The identification of optimal structures within vast arrays of interconnected data necessitates significant sampling- and computational effort. Learning and leveraging underlying signal dependencies can improve efficiency and predictive capabilities considerably, but the ubiquity of nonlinear statistical relations amplifies the complexity of such undertakings. In this paper, we develop novel generic and adaptive strategies equipped with routines for graph-based causal reward modeling, analytic reproducing kernel methods, and Taylor approximation of functional processes. We establish theoretical performance guarantees sublinear in time and linear in data volume over time. Our analyses cover robustness to a multitude of uncertainties arising from noise interference, gradual model convergence, and solution space mismatch.

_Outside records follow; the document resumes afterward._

use std::collections::BTreeMap;

use crate::analyzers::types::{DistributionRow, EngagementReport, MetricsSummary, TypeMetrics};
use crate::analyzers::utility::{mean_of_total, share};
use crate::classifier::classify;
use crate::record::{ContentType, NormalizedRecord};

/// Exact running totals for one group of records.
#[derive(Debug, Default, Clone, Copy)]
struct EngagementTotals {
    count: usize,
    likes: u128,
    comments: u128,
    views: u128,
}

impl EngagementTotals {
    fn add(&mut self, record: &NormalizedRecord) {
        self.count += 1;
        self.likes += record.likes as u128;
        self.comments += record.comments as u128;
        self.views += record.views as u128;
    }

    fn means(&self) -> Option<MetricsSummary> {
        Some(MetricsSummary {
            avg_likes: mean_of_total(self.likes, self.count)?,
            avg_comments: mean_of_total(self.comments, self.count)?,
            avg_views: mean_of_total(self.views, self.count)?,
        })
    }
}

/// Records without a category yet are classified on the fly.
fn category_of(record: &NormalizedRecord) -> ContentType {
    record.content_type.unwrap_or_else(|| classify(record))
}

fn totals_by_type(records: &[NormalizedRecord]) -> BTreeMap<ContentType, EngagementTotals> {
    let mut groups: BTreeMap<ContentType, EngagementTotals> = BTreeMap::new();
    for record in records {
        groups.entry(category_of(record)).or_default().add(record);
    }
    groups
}

/// Mean likes, comments and views across all records.
///
/// Returns `None` when there are no records.
pub fn summarize(records: &[NormalizedRecord]) -> Option<MetricsSummary> {
    let mut totals = EngagementTotals::default();
    for record in records {
        totals.add(record);
    }
    totals.means()
}

/// Per-category engagement means, ordered by category label.
///
/// Categories with no records have no row.
pub fn metrics_by_type(records: &[NormalizedRecord]) -> Vec<TypeMetrics> {
    totals_by_type(records)
        .into_iter()
        .filter_map(|(content_type, totals)| {
            let means = totals.means()?;
            Some(TypeMetrics {
                content_type,
                likes: means.avg_likes,
                comments: means.avg_comments,
                views: means.avg_views,
            })
        })
        .collect()
}

/// Share of records per category, largest share first.
///
/// Ties are ordered by category label. Shares of the returned rows sum to 1.
pub fn content_distribution(records: &[NormalizedRecord]) -> Vec<DistributionRow> {
    let total = records.len();

    let mut rows: Vec<DistributionRow> = totals_by_type(records)
        .into_iter()
        .filter_map(|(content_type, totals)| {
            Some(DistributionRow {
                content_type,
                share: share(totals.count, total)?,
                count: totals.count,
            })
        })
        .collect();

    rows.sort_by(|a, b| {
        b.count
            .cmp(&a.count)
            .then_with(|| a.content_type.cmp(&b.content_type))
    });
    rows
}

/// Computes every engagement table for a set of classified records.
///
/// Returns `None` when there are no records.
pub fn aggregate(records: &[NormalizedRecord]) -> Option<EngagementReport> {
    Some(EngagementReport {
        total_records: records.len(),
        summary: summarize(records)?,
        by_type: metrics_by_type(records),
        distribution: content_distribution(records),
    })
}
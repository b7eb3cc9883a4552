//! Content-type heuristic.
//!
//! Rules are checked in table order and the first match wins. Flags in the
//! source data are not exclusive, so the order of [`RULES`] decides the
//! category of any record with more than one flag set. Image is checked
//! before ad; that ordering is an assumption carried over from the upstream
//! collection scripts and should be revisited if both flags turn out to be
//! meaningful together.

use crate::record::{ContentFlags, ContentType, NormalizedRecord};

/// A single classification rule.
pub struct Rule {
    pub name: &'static str,
    pub category: ContentType,
    pub matches: fn(&ContentFlags) -> bool,
}

/// Ordered rule list. First match wins.
pub static RULES: &[Rule] = &[
    Rule {
        name: "image_post",
        category: ContentType::Image,
        matches: is_image_post,
    },
    Rule {
        name: "is_ad",
        category: ContentType::Ad,
        matches: is_ad,
    },
];

fn is_image_post(flags: &ContentFlags) -> bool {
    flags.image_post
}

fn is_ad(flags: &ContentFlags) -> bool {
    flags.is_ad
}

/// Category used when no rule matches.
pub const DEFAULT_CATEGORY: ContentType = ContentType::Video;

/// Assigns a category to a record from its flags.
pub fn classify(record: &NormalizedRecord) -> ContentType {
    RULES
        .iter()
        .find(|rule| (rule.matches)(&record.flags))
        .map(|rule| rule.category)
        .unwrap_or(DEFAULT_CATEGORY)
}

/// Classifies every record, filling in `content_type`.
pub fn classify_all(records: Vec<NormalizedRecord>) -> Vec<NormalizedRecord> {
    records
        .into_iter()
        .map(|record| {
            let category = classify(&record);
            record.with_content_type(category)
        })
        .collect()
}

The framework's general appeal is substantiated by a minimalistic set of conditions or reliance on prior estimates, while various outlined modifications address specific or extended settings. To demonstrate practical effectiveness, we conduct numerical experiments using both benchmarked synthetic and real-world transportation datasets.

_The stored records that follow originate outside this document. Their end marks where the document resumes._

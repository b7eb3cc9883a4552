//! Reads metadata documents from the input directory.
//!
//! Each candidate file is read and parsed on its own task. A file that fails
//! for any reason becomes a [`SkippedDocument`] and never affects its
//! siblings.

use std::fs;
use std::path::{Path, PathBuf};
use std::sync::Arc;

use tokio::sync::Semaphore;
use tracing::{Instrument, debug, info, warn};

use crate::config::PipelineConfig;
use crate::error::{DocumentError, PipelineError};
use crate::parser::parse_document;
use crate::record::NormalizedRecord;

/// A candidate file that did not yield a record.
#[derive(Debug, Clone, PartialEq, Eq)]
pub struct SkippedDocument {
    pub path: PathBuf,
    pub reason: DocumentError,
}

/// Outcome of one loader pass.
#[derive(Debug, Default)]
pub struct LoadReport {
    pub records: Vec<NormalizedRecord>,
    /// Sorted by path.
    pub skipped: Vec<SkippedDocument>,
}

impl LoadReport {
    pub fn candidates(&self) -> usize {
        self.records.len() + self.skipped.len()
    }
}

/// Lists files in the input directory that match the configured pattern.
///
/// Subdirectories are not searched. The result is sorted.
pub fn candidate_files(config: &PipelineConfig) -> Result<Vec<PathBuf>, PipelineError> {
    let mut paths = Vec::new();

    for entry in fs::read_dir(&config.input_dir)? {
        let entry = entry?;
        let path = entry.path();

        if !path.is_file() {
            continue;
        }
        if let Some(name) = entry.file_name().to_str() {
            if config.matches_file_name(name) {
                paths.push(path);
            }
        }
    }

    paths.sort();
    Ok(paths)
}

/// Loads every candidate document, reading up to `config.concurrency` files at once.
///
/// # Errors
///
/// Only fails when the input directory itself cannot be listed. Per-file
/// problems are reported in [`LoadReport::skipped`].
#[tracing::instrument(skip(config), fields(input_dir = %config.input_dir.display(), pattern = %config.file_pattern))]
pub async fn load_records(config: &PipelineConfig) -> Result<LoadReport, PipelineError> {
    let paths = candidate_files(config)?;
    debug!(candidates = paths.len(), "Candidate documents found");

    let semaphore = Arc::new(Semaphore::new(config.concurrency));
    let mut tasks = Vec::with_capacity(paths.len());

    for path in paths {
        let span = tracing::debug_span!("load_document", path = %path.display());
        let task = tokio::spawn(load_document(path.clone(), semaphore.clone()).instrument(span));
        tasks.push((path, task));
    }

    let mut report = LoadReport::default();

    for (path, task) in tasks {
        let outcome = match task.await {
            Ok(outcome) => outcome,
            Err(e) => Err(DocumentError::TaskFailed(e.to_string())),
        };

        match outcome {
            Ok(record) => report.records.push(record),
            Err(reason) => {
                warn!(file = %display_name(&path), reason = %reason, "Skipping metadata document");
                report.skipped.push(SkippedDocument { path, reason });
            }
        }
    }

    info!(
        candidates = report.candidates(),
        loaded = report.records.len(),
        skipped = report.skipped.len(),
        "Metadata documents loaded"
    );
    Ok(report)
}

async fn load_document(
    path: PathBuf,
    semaphore: Arc<Semaphore>,
) -> Result<NormalizedRecord, DocumentError> {
    let _permit = semaphore
        .acquire_owned()
        .await
        .map_err(|e| DocumentError::TaskFailed(e.to_string()))?;

    let bytes = tokio::fs::read(&path)
        .await
        .map_err(|e| DocumentError::Io(e.to_string()))?;

    let record = parse_document(&bytes)?;
    debug!(id = %record.id, created_at = %record.created_at, "Document parsed");
    Ok(record)
}

/// Returns the file name of `path` for diagnostics, falling back to the full path.
pub fn display_name(path: &Path) -> String {
    path.file_name()
        .and_then(|n| n.to_str())
        .map(str::to_string)
        .unwrap_or_else(|| path.display().to_string())
}
//! ISO 8601 week bucketing of post creation times.

use std::collections::BTreeMap;
use std::fmt;

use chrono::{DateTime, Datelike, Utc};
use serde::{Serialize, Serializer};

use crate::analyzers::types::{VelocitySummary, WeekBucket};
use crate::analyzers::utility::mean_of_total;
use crate::record::NormalizedRecord;

/// An ISO (year, week) pair. Orders chronologically.
///
/// The year is the ISO week-numbering year, so 2024-12-30 is `2025-W01`.
#[derive(Debug, Clone, Copy, PartialEq, Eq, PartialOrd, Ord, Hash)]
pub struct IsoWeekKey {
    pub year: i32,
    pub week: u32,
}

impl IsoWeekKey {
    /// Buckets a UTC timestamp by its ISO week.
    pub fn from_datetime(ts: &DateTime<Utc>) -> Self {
        let iso = ts.iso_week();
        IsoWeekKey {
            year: iso.year(),
            week: iso.week(),
        }
    }
}

impl fmt::Display for IsoWeekKey {
    fn fmt(&self, f: &mut fmt::Formatter<'_>) -> fmt::Result {
        write!(f, "{:04}-W{:02}", self.year, self.week)
    }
}

impl Serialize for IsoWeekKey {
    fn serialize<S: Serializer>(&self, serializer: S) -> Result<S::Ok, S::Error> {
        serializer.collect_str(self)
    }
}

/// Counts posts per observed ISO week.
///
/// Weeks with no posts between the first and last observed week are not
/// filled in. Returns `None` when there are no records.
pub fn bucket_weekly(records: &[NormalizedRecord]) -> Option<VelocitySummary> {
    let mut counts: BTreeMap<IsoWeekKey, usize> = BTreeMap::new();

    for record in records {
        *counts
            .entry(IsoWeekKey::from_datetime(&record.created_at))
            .or_default() += 1;
    }

    let avg_posts_per_week = mean_of_total(records.len() as u128, counts.len())?;

    let weeks = counts
        .into_iter()
        .map(|(year_week, posts)| WeekBucket { year_week, posts })
        .collect();

    Some(VelocitySummary {
        weeks,
        avg_posts_per_week,
    })
}

#[cfg(test)]
mod tests {
    use super::*;
    use chrono::TimeZone;

    fn record_at(id: &str, y: i32, m: u32, d: u32) -> NormalizedRecord {
        NormalizedRecord::new(id, Utc.with_ymd_and_hms(y, m, d, 12, 0, 0).unwrap())
    }

    #[test]
    fn test_year_boundary_uses_iso_year() {
        let records = vec![
            record_at("a", 2024, 12, 30),
            record_at("b", 2024, 12, 31),
            record_at("c", 2025, 1, 1),
        ];

        let summary = bucket_weekly(&records).unwrap();

        assert_eq!(summary.weeks.len(), 1);
        assert_eq!(summary.weeks[0].year_week.to_string(), "2025-W01");
        assert_eq!(summary.weeks[0].posts, 3);
        assert_eq!(summary.avg_posts_per_week, 3.0);
    }

    #[test]
    fn test_early_january_can_belong_to_previous_iso_year() {
        // 2021-01-03 is a Sunday in ISO week 53 of 2020
        let key = IsoWeekKey::from_datetime(&Utc.with_ymd_and_hms(2021, 1, 3, 23, 59, 59).unwrap());
        assert_eq!(key.to_string(), "2020-W53");

        let monday = IsoWeekKey::from_datetime(&Utc.with_ymd_and_hms(2021, 1, 4, 0, 0, 0).unwrap());
        assert_eq!(monday.to_string(), "2021-W01");
    }

    #[test]
    fn test_weeks_are_ascending_and_gaps_not_filled() {
        let records = vec![
            record_at("late", 2024, 3, 20),
            record_at("early", 2024, 1, 2),
            record_at("early2", 2024, 1, 3),
        ];

        let summary = bucket_weekly(&records).unwrap();
        let keys: Vec<_> = summary
            .weeks
            .iter()
            .map(|w| (w.year_week.to_string(), w.posts))
            .collect();

        assert_eq!(
            keys,
            vec![("2024-W01".to_string(), 2), ("2024-W12".to_string(), 1)]
        );
        assert_eq!(summary.avg_posts_per_week, 1.5);
    }

    #[test]
    fn test_keys_order_across_years() {
        let a = IsoWeekKey { year: 2024, week: 52 };
        let b = IsoWeekKey { year: 2025, week: 1 };
        assert!(a < b);
    }

    #[test]
    fn test_empty_records() {
        assert!(bucket_weekly(&[]).is_none());
    }

    #[test]
    fn test_permutation_invariant() {
        let mut records = vec![
            record_at("a", 2024, 5, 6),
            record_at("b", 2024, 5, 13),
            record_at("c", 2024, 5, 7),
            record_at("d", 2024, 8, 1),
        ];
        let forward = bucket_weekly(&records).unwrap();
        records.reverse();
        let backward = bucket_weekly(&records).unwrap();

        assert_eq!(forward, backward);
    }
}
//! Error types shared by the loader, the pipeline and the report sink.

use std::path::PathBuf;

use thiserror::Error;

/// Why a single metadata document was skipped.
///
/// Never fatal: the loader records one of these per bad file and keeps going.
#[derive(Debug, Clone, PartialEq, Eq, Error)]
pub enum DocumentError {
    #[error("could not read file: {0}")]
    Io(String),
    #[error("not valid JSON: {0}")]
    InvalidJson(String),
    #[error("missing `video_metadata` object")]
    MissingMetadata,
    #[error("missing required field `{0}`")]
    MissingField(&'static str),
    #[error("invalid field `{field}`: {reason}")]
    InvalidField { field: &'static str, reason: String },
    #[error("loader task failed: {0}")]
    TaskFailed(String),
}

/// Terminal conditions for a pipeline run.
#[derive(Debug, Error)]
pub enum PipelineError {
    #[error("no usable data in {dir} ({skipped} document(s) skipped)")]
    NoUsableData { dir: PathBuf, skipped: usize },
    #[error(transparent)]
    Io(#[from] std::io::Error),
    #[error(transparent)]
    Csv(#[from] csv::Error),
    #[error(transparent)]
    Json(#[from] serde_json::Error),
}

#[cfg(test)]
mod tests {
    use super::*;

    #[test]
    fn test_document_error_names_field() {
        let err = DocumentError::InvalidField {
            field: "diggcount",
            reason: "expected a non-negative integer".into(),
        };
        assert_eq!(
            err.to_string(),
            "invalid field `diggcount`: expected a non-negative integer"
        );
        assert_eq!(
            DocumentError::MissingField("id").to_string(),
            "missing required field `id`"
        );
    }

    #[test]
    fn test_no_usable_data_message() {
        let err = PipelineError::NoUsableData {
            dir: PathBuf::from("data"),
            skipped: 3,
        };
        assert_eq!(
            err.to_string(),
            "no usable data in data (3 document(s) skipped)"
        );
    }
}
//! Engagement aggregation and posting-velocity bucketing.
//!
//! Everything here is a pure function over fully loaded records. Results
//! never depend on record order.

pub mod aggregate;
pub mod types;
pub mod utility;
pub mod velocity;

翻译：摘要：在互连数据构成的庞大阵列中识别最优结构需要大量采样和计算成本。学习并利用底层信号依赖关系可显著提升效率和预测能力，但非线性统计关系的普遍存在加剧了此类任务的复杂性。本文开发了配备图基因果奖励建模、分析再生核方法与函数过程泰勒逼近等机制的新型通用自适应策略。我们建立了随时间呈次线性增长、随数据量呈线性增长的理论性能保证。相关分析涵盖了对噪声干扰、模型渐进收敛及解空间失配等多重不确定性的鲁棒性。该框架的普适性通过极简的条件设定或对先验估计的依赖得以彰显，同时提出的多种改进方案针对特定或扩展场景进行了适配。为验证实践有效性，我们利用基准合成数据集与真实交通运输数据集开展了数值实验。